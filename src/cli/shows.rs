use anyhow::{Context, Result};
use clap::Subcommand;

use spreaker::{Client, CreateShowParams, UpdateShowParams};

use super::{ListArgs, cancelled, confirm, list, print_json, print_page, success};

#[derive(Subcommand, Debug)]
pub enum ShowsCommand {
    /// List your shows
    List(ListArgs),

    /// Show details of a show
    Get { show_id: u64 },

    /// List the episodes of a show
    Episodes {
        show_id: u64,
        #[command(flatten)]
        list: ListArgs,
    },

    /// Create a new show
    Create {
        #[arg(long)]
        title: String,
        #[arg(long)]
        description: Option<String>,
        /// Language code, e.g. en, it, es
        #[arg(long)]
        language: Option<String>,
        /// Category id (see `misc categories`)
        #[arg(long)]
        category: Option<u64>,
        #[arg(long)]
        explicit: bool,
    },

    /// Update a show; only the given fields change
    Update {
        show_id: u64,
        #[arg(long)]
        title: Option<String>,
        #[arg(long)]
        description: Option<String>,
        #[arg(long)]
        language: Option<String>,
        #[arg(long)]
        category: Option<u64>,
        #[arg(long)]
        explicit: Option<bool>,
    },

    /// Delete a show
    Delete {
        show_id: u64,
        /// Skip the confirmation prompt
        #[arg(short, long)]
        force: bool,
    },

    /// Add a show to your favorites
    Favorite { show_id: u64 },

    /// Remove a show from your favorites
    Unfavorite { show_id: u64 },
}

pub async fn run(client: &Client, command: ShowsCommand) -> Result<()> {
    match command {
        ShowsCommand::List(args) if !args.all => {
            let page = client
                .get_my_shows(args.pagination())
                .await
                .context("Failed to list your shows")?;
            print_page(&page)
        }
        ShowsCommand::List(args) => {
            let me = client.get_me().await.context("Failed to load your profile")?;
            let id = me.user_id;
            list(client, &args, |p| client.get_user_shows(id, p)).await
        }
        ShowsCommand::Get { show_id } => {
            let show = client
                .get_show(show_id)
                .await
                .with_context(|| format!("Failed to get show {show_id}"))?;
            print_json(&show)
        }
        ShowsCommand::Episodes { show_id, list: args } => {
            list(client, &args, |p| client.get_show_episodes(show_id, p)).await
        }
        ShowsCommand::Create {
            title,
            description,
            language,
            category,
            explicit,
        } => {
            let params = CreateShowParams {
                title,
                description,
                category_id: category,
                language,
                explicit: explicit.then_some(true),
            };
            let show = client.create_show(&params).await.context("Failed to create show")?;
            success(format!("Created show {}", show.show_id));
            print_json(&show)
        }
        ShowsCommand::Update {
            show_id,
            title,
            description,
            language,
            category,
            explicit,
        } => {
            let update = UpdateShowParams {
                title,
                description,
                category_id: category,
                language,
                explicit,
            };
            if update == UpdateShowParams::default() {
                anyhow::bail!("Nothing to update, pass at least one field");
            }
            let show = client
                .update_show(show_id, &update)
                .await
                .with_context(|| format!("Failed to update show {show_id}"))?;
            success(format!("Updated show {show_id}"));
            print_json(&show)
        }
        ShowsCommand::Delete { show_id, force } => {
            if !confirm(&format!("Delete show {show_id} and all its episodes?"), force)? {
                return cancelled();
            }
            client
                .delete_show(show_id)
                .await
                .with_context(|| format!("Failed to delete show {show_id}"))?;
            success(format!("Deleted show {show_id}"));
            Ok(())
        }
        ShowsCommand::Favorite { show_id } => {
            let me = client.get_me().await.context("Failed to load your profile")?;
            client
                .add_show_to_favorites(me.user_id, show_id)
                .await
                .with_context(|| format!("Failed to favorite show {show_id}"))?;
            success(format!("Added show {show_id} to favorites"));
            Ok(())
        }
        ShowsCommand::Unfavorite { show_id } => {
            let me = client.get_me().await.context("Failed to load your profile")?;
            client
                .remove_show_from_favorites(me.user_id, show_id)
                .await
                .with_context(|| format!("Failed to unfavorite show {show_id}"))?;
            success(format!("Removed show {show_id} from favorites"));
            Ok(())
        }
    }
}
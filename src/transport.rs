// This Source Code Form is subject to the terms of the Mozilla Public
// License, v. 2.0. If a copy of the MPL was not distributed with this
// file, You can obtain one at https://mozilla.org/MPL/2.0/.

use crate::config::ClientConfig;
use crate::error::ClientError;
use crate::http::{ApiRequest, HttpClient, Method, RawResponse, RequestBody};

/// Join host, version and a resource path that starts with "/"
///
/// No slash normalization happens beyond what the config already did.
pub fn build_url(base_url: &str, api_version: &str, resource_path: &str) -> String {
    format!("{base_url}/{api_version}{resource_path}")
}

/// Turns request descriptors into dispatched HTTP exchanges
pub struct Transport<C> {
    config: ClientConfig,
    http: C,
}

impl<C: HttpClient> Transport<C> {
    pub fn new(config: ClientConfig, http: C) -> Self {
        Self { config, http }
    }

    pub fn config(&self) -> &ClientConfig {
        &self.config
    }

    pub fn http(&self) -> &C {
        &self.http
    }

    pub fn build_url(&self, resource_path: &str) -> String {
        build_url(&self.config.base_url, &self.config.api_version, resource_path)
    }

    /// Attach the standard headers to a request
    ///
    /// Authorization is only sent when a token is configured. Multipart
    /// requests get their Content-Type (with boundary) from the HTTP client.
    pub fn new_request(&self, method: Method, url: String, body: RequestBody) -> ApiRequest {
        let mut headers = vec![
            ("User-Agent".to_string(), self.config.user_agent.clone()),
            ("Accept".to_string(), "application/json".to_string()),
        ];

        if self.config.has_token() {
            headers.push((
                "Authorization".to_string(),
                format!("Bearer {}", self.config.token),
            ));
        }

        if matches!(body, RequestBody::Json(_)) {
            headers.push(("Content-Type".to_string(), "application/json".to_string()));
        }

        ApiRequest {
            method,
            url,
            headers,
            body,
            follow_redirects: true,
        }
    }

    /// Send a request; network failures surface as `ClientError::Transport`
    pub async fn execute(&self, request: ApiRequest) -> Result<RawResponse, ClientError> {
        let method = request.method;
        let url = request.url.clone();

        tracing::debug!(%method, %url, "dispatching request");

        let response = self
            .http
            .execute(request)
            .await
            .map_err(|source| ClientError::Transport {
                method,
                url: url.clone(),
                source,
            })?;

        tracing::debug!(
            %method,
            %url,
            status = response.status,
            bytes = response.body.len(),
            "response received"
        );

        Ok(response)
    }
}
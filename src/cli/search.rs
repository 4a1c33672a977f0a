use anyhow::Result;
use clap::{Args, Subcommand};

use spreaker::{Client, SearchParams};

use super::{ListArgs, list};

#[derive(Args, Debug, Clone)]
pub struct QueryArgs {
    /// Words to search for
    pub query: String,

    /// Narrow results, e.g. "listenable" or "editable"
    #[arg(long)]
    pub filter: Option<String>,
}

impl From<QueryArgs> for SearchParams {
    fn from(args: QueryArgs) -> Self {
        Self {
            query: args.query,
            filter: args.filter,
        }
    }
}

#[derive(Subcommand, Debug)]
pub enum SearchCommand {
    /// Search all shows
    Shows {
        #[command(flatten)]
        query: QueryArgs,
        #[command(flatten)]
        list: ListArgs,
    },
    /// Search all episodes
    Episodes {
        #[command(flatten)]
        query: QueryArgs,
        #[command(flatten)]
        list: ListArgs,
    },
    /// Search the shows of one user
    UserShows {
        user_id: u64,
        #[command(flatten)]
        query: QueryArgs,
        #[command(flatten)]
        list: ListArgs,
    },
    /// Search the episodes of one user
    UserEpisodes {
        user_id: u64,
        #[command(flatten)]
        query: QueryArgs,
        #[command(flatten)]
        list: ListArgs,
    },
    /// Search the episodes of one show
    ShowEpisodes {
        show_id: u64,
        #[command(flatten)]
        query: QueryArgs,
        #[command(flatten)]
        list: ListArgs,
    },
}

pub async fn run(client: &Client, command: SearchCommand) -> Result<()> {
    match command {
        SearchCommand::Shows { query, list: args } => {
            let search = SearchParams::from(query);
            list(client, &args, |p| client.search_shows(&search, p)).await
        }
        SearchCommand::Episodes { query, list: args } => {
            let search = SearchParams::from(query);
            list(client, &args, |p| client.search_episodes(&search, p)).await
        }
        SearchCommand::UserShows {
            user_id,
            query,
            list: args,
        } => {
            let search = SearchParams::from(query);
            list(client, &args, |p| {
                client.search_user_shows(user_id, &search, p)
            })
            .await
        }
        SearchCommand::UserEpisodes {
            user_id,
            query,
            list: args,
        } => {
            let search = SearchParams::from(query);
            list(client, &args, |p| {
                client.search_user_episodes(user_id, &search, p)
            })
            .await
        }
        SearchCommand::ShowEpisodes {
            show_id,
            query,
            list: args,
        } => {
            let search = SearchParams::from(query);
            list(client, &args, |p| {
                client.search_show_episodes(show_id, &search, p)
            })
            .await
        }
    }
}
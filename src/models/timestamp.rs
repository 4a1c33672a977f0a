//! Serde adapter for API timestamps in `YYYY-MM-DD HH:MM:SS` form.
//!
//! Use with `#[serde(default, with = "timestamp")]` on an
//! `Option<NaiveDateTime>` field. `null`, an empty string and a missing
//! field all become `None`.

use chrono::NaiveDateTime;
use serde::{Deserialize, Deserializer, Serializer};

pub const FORMAT: &str = "%Y-%m-%d %H:%M:%S";

pub fn serialize<S>(value: &Option<NaiveDateTime>, serializer: S) -> Result<S::Ok, S::Error>
where
    S: Serializer,
{
    match value {
        Some(datetime) => serializer.serialize_str(&datetime.format(FORMAT).to_string()),
        None => serializer.serialize_none(),
    }
}

pub fn deserialize<'de, D>(deserializer: D) -> Result<Option<NaiveDateTime>, D::Error>
where
    D: Deserializer<'de>,
{
    let raw: Option<String> = Option::deserialize(deserializer)?;
    match raw.as_deref() {
        None | Some("") => Ok(None),
        Some(text) => NaiveDateTime::parse_from_str(text, FORMAT)
            .map(Some)
            .map_err(serde::de::Error::custom),
    }
}
use crate::client::Client;
use crate::error::ClientError;
use crate::http::HttpClient;
use crate::models::{Episode, Show, ShowResponse};
use crate::pagination::Page;
use crate::params::{PaginationParams, Params};

use super::require_non_empty;

#[derive(Debug, Clone, Default, PartialEq, Eq)]
pub struct CreateShowParams {
    pub title: String,
    pub description: Option<String>,
    pub category_id: Option<u64>,
    pub language: Option<String>,
    pub explicit: Option<bool>,
}

impl CreateShowParams {
    pub fn new(title: impl Into<String>) -> Self {
        Self {
            title: title.into(),
            ..Default::default()
        }
    }

    pub fn to_params(&self) -> Params {
        let mut params = Params::new().with("title", self.title.as_str());
        params.set_opt("description", self.description.as_deref());
        params.set_opt("category_id", self.category_id);
        params.set_opt("language", self.language.as_deref());
        params.set_flag("explicit", self.explicit);
        params
    }
}

/// Show fields to change; `None` leaves a field untouched
#[derive(Debug, Clone, Default, PartialEq, Eq)]
pub struct UpdateShowParams {
    pub title: Option<String>,
    pub description: Option<String>,
    pub category_id: Option<u64>,
    pub language: Option<String>,
    pub explicit: Option<bool>,
}

impl UpdateShowParams {
    pub fn to_params(&self) -> Params {
        let mut params = Params::new();
        params.set_opt("title", self.title.as_deref());
        params.set_opt("description", self.description.as_deref());
        params.set_opt("category_id", self.category_id);
        params.set_opt("language", self.language.as_deref());
        params.set_flag("explicit", self.explicit);
        params
    }
}

impl<C: HttpClient> Client<C> {
    pub async fn get_show(&self, show_id: u64) -> Result<Show, ClientError> {
        let response: ShowResponse = self.get(&format!("/shows/{show_id}"), &Params::new()).await?;
        Ok(response.show)
    }

    pub async fn create_show(&self, show: &CreateShowParams) -> Result<Show, ClientError> {
        self.require_auth()?;
        require_non_empty("title", &show.title)?;
        let response: ShowResponse = self.post_form("/shows", &show.to_params()).await?;
        Ok(response.show)
    }

    pub async fn update_show(
        &self,
        show_id: u64,
        update: &UpdateShowParams,
    ) -> Result<Show, ClientError> {
        self.require_auth()?;
        let response: ShowResponse = self
            .post_form(&format!("/shows/{show_id}"), &update.to_params())
            .await?;
        Ok(response.show)
    }

    pub async fn delete_show(&self, show_id: u64) -> Result<(), ClientError> {
        self.require_auth()?;
        self.delete_no_content(&format!("/shows/{show_id}")).await
    }

    pub async fn get_show_episodes(
        &self,
        show_id: u64,
        pagination: PaginationParams,
    ) -> Result<Page<Episode>, ClientError> {
        self.get_page(&format!("/shows/{show_id}/episodes"), &pagination.to_params())
            .await
    }

    pub async fn add_show_to_favorites(
        &self,
        user_id: u64,
        show_id: u64,
    ) -> Result<(), ClientError> {
        self.require_auth()?;
        self.put_no_content(&format!("/users/{user_id}/favorites/{show_id}"))
            .await
    }

    pub async fn remove_show_from_favorites(
        &self,
        user_id: u64,
        show_id: u64,
    ) -> Result<(), ClientError> {
        self.require_auth()?;
        self.delete_no_content(&format!("/users/{user_id}/favorites/{show_id}"))
            .await
    }

    pub async fn get_favorite_shows(
        &self,
        user_id: u64,
        pagination: PaginationParams,
    ) -> Result<Page<Show>, ClientError> {
        self.get_page(&format!("/users/{user_id}/favorites"), &pagination.to_params())
            .await
    }
}

#[cfg(test)]
mod tests {
    use super::*;
    use crate::client::tests::client_with;
    use crate::http::{Method, RequestBody};

    #[tokio::test]
    async fn get_show_unwraps_show_key() {
        let client = client_with(
            "",
            vec![(200, r#"{"response":{"show":{"show_id":123,"title":"Foo"}}}"#)],
        );

        let show = client.get_show(123).await.unwrap();

        assert_eq!(show.show_id, 123);
        assert_eq!(show.title, "Foo");
    }

    #[tokio::test]
    async fn create_show_requires_title() {
        let client = client_with("tok", vec![]);

        let err = client.create_show(&CreateShowParams::new("  ")).await.unwrap_err();

        assert!(matches!(err, ClientError::InvalidArgument(_)));
        assert_eq!(client.http().call_count(), 0);
    }

    #[tokio::test]
    async fn create_show_posts_form() {
        let client = client_with(
            "tok",
            vec![(200, r#"{"response":{"show":{"show_id":1,"title":"New"}}}"#)],
        );
        let show = CreateShowParams {
            category_id: Some(12),
            explicit: Some(true),
            ..CreateShowParams::new("New")
        };

        client.create_show(&show).await.unwrap();

        let request = &client.http().requests()[0];
        assert_eq!(request.url, "https://api.spreaker.com/v2/shows");
        assert_eq!(
            request.body,
            RequestBody::Multipart {
                fields: vec![
                    ("title".to_string(), "New".to_string()),
                    ("category_id".to_string(), "12".to_string()),
                    ("explicit".to_string(), "true".to_string()),
                ],
                file: None,
            }
        );
    }

    #[tokio::test]
    async fn update_with_no_fields_sends_empty_form() {
        let client = client_with(
            "tok",
            vec![(200, r#"{"response":{"show":{"show_id":4}}}"#)],
        );

        client.update_show(4, &UpdateShowParams::default()).await.unwrap();

        assert_eq!(
            client.http().requests()[0].body,
            RequestBody::Multipart {
                fields: vec![],
                file: None
            }
        );
    }

    #[tokio::test]
    async fn delete_show_surfaces_not_found() {
        let client = client_with(
            "tok",
            vec![(404, r#"{"response":{"error":{"code":404,"messages":["Show not found"]}}}"#)],
        );

        let err = client.delete_show(4).await.unwrap_err();

        assert!(err.is_not_found());
        assert_eq!(client.http().requests()[0].method, Method::Delete);
    }

    #[tokio::test]
    async fn favorites_require_token() {
        let client = client_with("", vec![]);

        assert!(matches!(
            client.add_show_to_favorites(1, 2).await,
            Err(ClientError::AuthRequired)
        ));
        assert!(matches!(
            client.remove_show_from_favorites(1, 2).await,
            Err(ClientError::AuthRequired)
        ));
        assert_eq!(client.http().call_count(), 0);
    }
}
use std::collections::BTreeMap;

use serde::{Deserialize, Serialize};

/// A show category; `level` 1 is top-level, 2 a subcategory
#[derive(Debug, Clone, Default, PartialEq, Eq, Serialize, Deserialize)]
#[serde(default)]
pub struct Category {
    pub category_id: u64,
    pub name: String,
    #[serde(skip_serializing_if = "Option::is_none")]
    pub permalink: Option<String>,
    #[serde(skip_serializing_if = "Option::is_none")]
    pub level: Option<u8>,
}

#[derive(Debug, Clone, Default, PartialEq, Eq, Serialize, Deserialize)]
#[serde(default)]
pub struct GooglePlayCategory {
    pub category_id: u64,
    pub name: String,
    pub level: u8,
}

#[derive(Debug, Clone, PartialEq, Eq, Serialize)]
pub struct Language {
    pub code: String,
    pub name: String,
}

/// A show as listed by the explore endpoints
#[derive(Debug, Clone, Default, PartialEq, Eq, Serialize, Deserialize)]
#[serde(default)]
pub struct ExploreShow {
    pub show_id: u64,
    pub title: String,
    #[serde(skip_serializing_if = "Option::is_none")]
    pub site_url: Option<String>,
    #[serde(skip_serializing_if = "Option::is_none")]
    pub image_url: Option<String>,
    #[serde(skip_serializing_if = "Option::is_none")]
    pub image_original_url: Option<String>,
    pub author_id: u64,
}

#[derive(Debug, Deserialize)]
pub(crate) struct CategoriesResponse {
    #[serde(default)]
    pub categories: Vec<Category>,
}

#[derive(Debug, Deserialize)]
pub(crate) struct GooglePlayCategoriesResponse {
    #[serde(default)]
    pub googleplay_categories: Vec<GooglePlayCategory>,
}

/// Languages come back as a `code -> name` object
#[derive(Debug, Deserialize)]
pub(crate) struct LanguagesResponse {
    #[serde(default)]
    pub languages: BTreeMap<String, String>,
}

impl LanguagesResponse {
    /// Languages ordered by code
    pub fn into_sorted(self) -> Vec<Language> {
        self.languages
            .into_iter()
            .map(|(code, name)| Language { code, name })
            .collect()
    }
}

**Activity:** Check each line of the listing for "Subcommand", and copy the ones that hold it.

**Task output:**
use clap::Subcommand;
#[derive(Subcommand, Debug)]
use clap::{Args, Subcommand};
#[derive(Subcommand, Debug)]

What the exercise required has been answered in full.